WHAT IS EXPECTED: Go through the data below. Pull out every line that has the word "Blog".

#### DATA EXCERPTS ####

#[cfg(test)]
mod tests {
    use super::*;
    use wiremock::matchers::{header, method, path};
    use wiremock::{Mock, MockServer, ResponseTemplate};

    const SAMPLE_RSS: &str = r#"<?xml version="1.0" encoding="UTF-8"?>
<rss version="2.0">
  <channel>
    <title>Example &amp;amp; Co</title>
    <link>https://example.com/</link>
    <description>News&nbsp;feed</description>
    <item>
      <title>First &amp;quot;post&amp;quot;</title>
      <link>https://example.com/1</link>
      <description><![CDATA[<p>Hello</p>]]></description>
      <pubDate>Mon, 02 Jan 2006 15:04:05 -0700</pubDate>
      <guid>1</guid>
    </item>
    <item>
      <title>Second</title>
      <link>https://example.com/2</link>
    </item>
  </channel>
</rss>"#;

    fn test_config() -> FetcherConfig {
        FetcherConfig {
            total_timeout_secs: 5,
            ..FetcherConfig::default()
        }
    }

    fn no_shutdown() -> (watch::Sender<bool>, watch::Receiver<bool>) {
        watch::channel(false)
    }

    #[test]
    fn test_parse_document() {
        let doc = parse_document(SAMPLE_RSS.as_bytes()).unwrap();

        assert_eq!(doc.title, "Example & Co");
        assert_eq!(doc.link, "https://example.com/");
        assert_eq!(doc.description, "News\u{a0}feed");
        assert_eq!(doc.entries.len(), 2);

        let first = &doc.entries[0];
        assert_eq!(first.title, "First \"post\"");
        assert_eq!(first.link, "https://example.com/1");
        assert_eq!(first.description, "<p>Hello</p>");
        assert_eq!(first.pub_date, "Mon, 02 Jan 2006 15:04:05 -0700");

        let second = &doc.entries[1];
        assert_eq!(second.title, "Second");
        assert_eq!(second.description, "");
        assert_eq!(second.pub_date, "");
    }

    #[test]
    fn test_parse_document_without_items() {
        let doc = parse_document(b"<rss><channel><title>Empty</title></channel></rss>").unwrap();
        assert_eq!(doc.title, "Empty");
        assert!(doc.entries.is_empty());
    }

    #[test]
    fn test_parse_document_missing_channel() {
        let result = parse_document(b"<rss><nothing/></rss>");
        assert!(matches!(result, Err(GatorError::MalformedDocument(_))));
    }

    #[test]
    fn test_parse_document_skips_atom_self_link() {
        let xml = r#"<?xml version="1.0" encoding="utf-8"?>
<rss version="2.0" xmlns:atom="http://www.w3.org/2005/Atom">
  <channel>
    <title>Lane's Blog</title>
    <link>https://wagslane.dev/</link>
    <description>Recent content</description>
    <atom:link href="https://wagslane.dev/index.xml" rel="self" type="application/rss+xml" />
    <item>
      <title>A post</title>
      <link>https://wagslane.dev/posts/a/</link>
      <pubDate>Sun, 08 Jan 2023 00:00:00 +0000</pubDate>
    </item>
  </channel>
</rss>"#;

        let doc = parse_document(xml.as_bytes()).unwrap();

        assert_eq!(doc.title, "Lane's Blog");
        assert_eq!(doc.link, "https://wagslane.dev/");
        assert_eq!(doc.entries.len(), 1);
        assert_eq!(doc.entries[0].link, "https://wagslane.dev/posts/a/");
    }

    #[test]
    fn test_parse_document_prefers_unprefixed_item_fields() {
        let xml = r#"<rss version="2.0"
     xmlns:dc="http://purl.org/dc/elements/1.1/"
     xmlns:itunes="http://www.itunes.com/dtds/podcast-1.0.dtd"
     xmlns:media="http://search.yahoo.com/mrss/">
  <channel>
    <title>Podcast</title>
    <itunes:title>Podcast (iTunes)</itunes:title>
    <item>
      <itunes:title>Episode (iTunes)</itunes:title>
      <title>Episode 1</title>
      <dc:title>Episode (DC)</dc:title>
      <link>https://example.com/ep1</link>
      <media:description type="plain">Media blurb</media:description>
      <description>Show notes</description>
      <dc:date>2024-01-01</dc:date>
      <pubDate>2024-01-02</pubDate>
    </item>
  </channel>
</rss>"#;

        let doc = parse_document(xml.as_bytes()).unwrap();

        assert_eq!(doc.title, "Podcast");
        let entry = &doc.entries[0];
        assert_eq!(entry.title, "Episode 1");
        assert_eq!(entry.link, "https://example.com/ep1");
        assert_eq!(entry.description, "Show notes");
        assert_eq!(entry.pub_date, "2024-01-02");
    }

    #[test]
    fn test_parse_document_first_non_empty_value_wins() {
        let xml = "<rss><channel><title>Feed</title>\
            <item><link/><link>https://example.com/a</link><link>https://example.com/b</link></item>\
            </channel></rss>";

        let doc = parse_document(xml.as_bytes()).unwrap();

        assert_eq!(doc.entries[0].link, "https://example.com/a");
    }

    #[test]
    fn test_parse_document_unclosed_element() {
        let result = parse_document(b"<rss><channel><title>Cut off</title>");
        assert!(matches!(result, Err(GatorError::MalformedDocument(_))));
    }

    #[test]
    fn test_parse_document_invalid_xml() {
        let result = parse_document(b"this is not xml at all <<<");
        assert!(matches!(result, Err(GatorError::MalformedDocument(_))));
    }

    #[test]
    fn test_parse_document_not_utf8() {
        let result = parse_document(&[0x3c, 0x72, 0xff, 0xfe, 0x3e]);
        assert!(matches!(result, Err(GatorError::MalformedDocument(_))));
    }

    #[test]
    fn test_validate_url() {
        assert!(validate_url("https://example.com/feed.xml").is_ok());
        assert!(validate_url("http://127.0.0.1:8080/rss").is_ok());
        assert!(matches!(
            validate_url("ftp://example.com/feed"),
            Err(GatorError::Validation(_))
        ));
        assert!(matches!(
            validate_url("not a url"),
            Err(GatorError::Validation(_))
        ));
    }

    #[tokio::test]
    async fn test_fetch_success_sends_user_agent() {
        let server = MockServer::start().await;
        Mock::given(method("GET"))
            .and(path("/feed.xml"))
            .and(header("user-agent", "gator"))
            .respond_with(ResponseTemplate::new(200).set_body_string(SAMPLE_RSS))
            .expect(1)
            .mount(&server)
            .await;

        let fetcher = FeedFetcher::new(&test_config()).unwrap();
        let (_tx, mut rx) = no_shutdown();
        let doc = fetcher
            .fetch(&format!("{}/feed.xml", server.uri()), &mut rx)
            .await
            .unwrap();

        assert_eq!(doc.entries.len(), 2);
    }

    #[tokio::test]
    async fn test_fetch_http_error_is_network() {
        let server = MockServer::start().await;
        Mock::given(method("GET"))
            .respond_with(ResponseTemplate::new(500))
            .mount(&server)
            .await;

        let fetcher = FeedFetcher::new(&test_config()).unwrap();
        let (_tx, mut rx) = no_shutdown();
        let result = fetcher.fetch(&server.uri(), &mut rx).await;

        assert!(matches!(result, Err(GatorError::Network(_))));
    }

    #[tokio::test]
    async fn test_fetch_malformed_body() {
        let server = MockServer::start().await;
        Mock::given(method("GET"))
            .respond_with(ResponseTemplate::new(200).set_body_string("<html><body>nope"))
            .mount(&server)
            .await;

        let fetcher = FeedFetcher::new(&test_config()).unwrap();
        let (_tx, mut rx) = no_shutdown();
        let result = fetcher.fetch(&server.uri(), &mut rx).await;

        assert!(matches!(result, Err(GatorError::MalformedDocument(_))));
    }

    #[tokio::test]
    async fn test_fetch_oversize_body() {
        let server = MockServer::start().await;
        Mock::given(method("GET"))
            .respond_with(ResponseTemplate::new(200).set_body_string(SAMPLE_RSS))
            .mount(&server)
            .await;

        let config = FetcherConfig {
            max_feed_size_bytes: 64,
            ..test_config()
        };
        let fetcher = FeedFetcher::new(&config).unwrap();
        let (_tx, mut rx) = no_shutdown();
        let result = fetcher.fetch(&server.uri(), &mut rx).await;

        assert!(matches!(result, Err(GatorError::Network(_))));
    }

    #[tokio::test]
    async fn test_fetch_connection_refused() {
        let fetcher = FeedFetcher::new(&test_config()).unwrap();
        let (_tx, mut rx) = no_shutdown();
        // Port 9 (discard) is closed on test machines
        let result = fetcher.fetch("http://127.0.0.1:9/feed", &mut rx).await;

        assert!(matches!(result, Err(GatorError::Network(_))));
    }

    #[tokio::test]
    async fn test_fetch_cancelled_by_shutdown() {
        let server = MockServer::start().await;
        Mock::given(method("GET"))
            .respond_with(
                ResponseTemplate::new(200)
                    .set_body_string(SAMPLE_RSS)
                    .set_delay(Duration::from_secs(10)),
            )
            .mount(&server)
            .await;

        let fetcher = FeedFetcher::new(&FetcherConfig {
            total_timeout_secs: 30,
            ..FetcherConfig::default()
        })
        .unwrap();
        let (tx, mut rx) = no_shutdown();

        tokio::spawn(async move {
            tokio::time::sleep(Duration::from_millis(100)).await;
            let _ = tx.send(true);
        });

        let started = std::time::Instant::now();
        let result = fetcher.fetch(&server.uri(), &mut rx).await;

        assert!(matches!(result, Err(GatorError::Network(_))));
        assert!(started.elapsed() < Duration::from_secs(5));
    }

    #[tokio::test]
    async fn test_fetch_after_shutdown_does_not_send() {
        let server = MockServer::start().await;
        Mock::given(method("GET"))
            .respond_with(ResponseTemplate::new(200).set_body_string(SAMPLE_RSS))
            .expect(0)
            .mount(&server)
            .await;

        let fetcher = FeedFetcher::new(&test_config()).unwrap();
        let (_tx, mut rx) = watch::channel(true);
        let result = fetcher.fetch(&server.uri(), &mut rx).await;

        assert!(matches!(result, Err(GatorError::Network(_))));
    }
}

####

OUTPUT BELOW:
    <title>Lane's Blog</title>
        assert_eq!(doc.title, "Lane's Blog");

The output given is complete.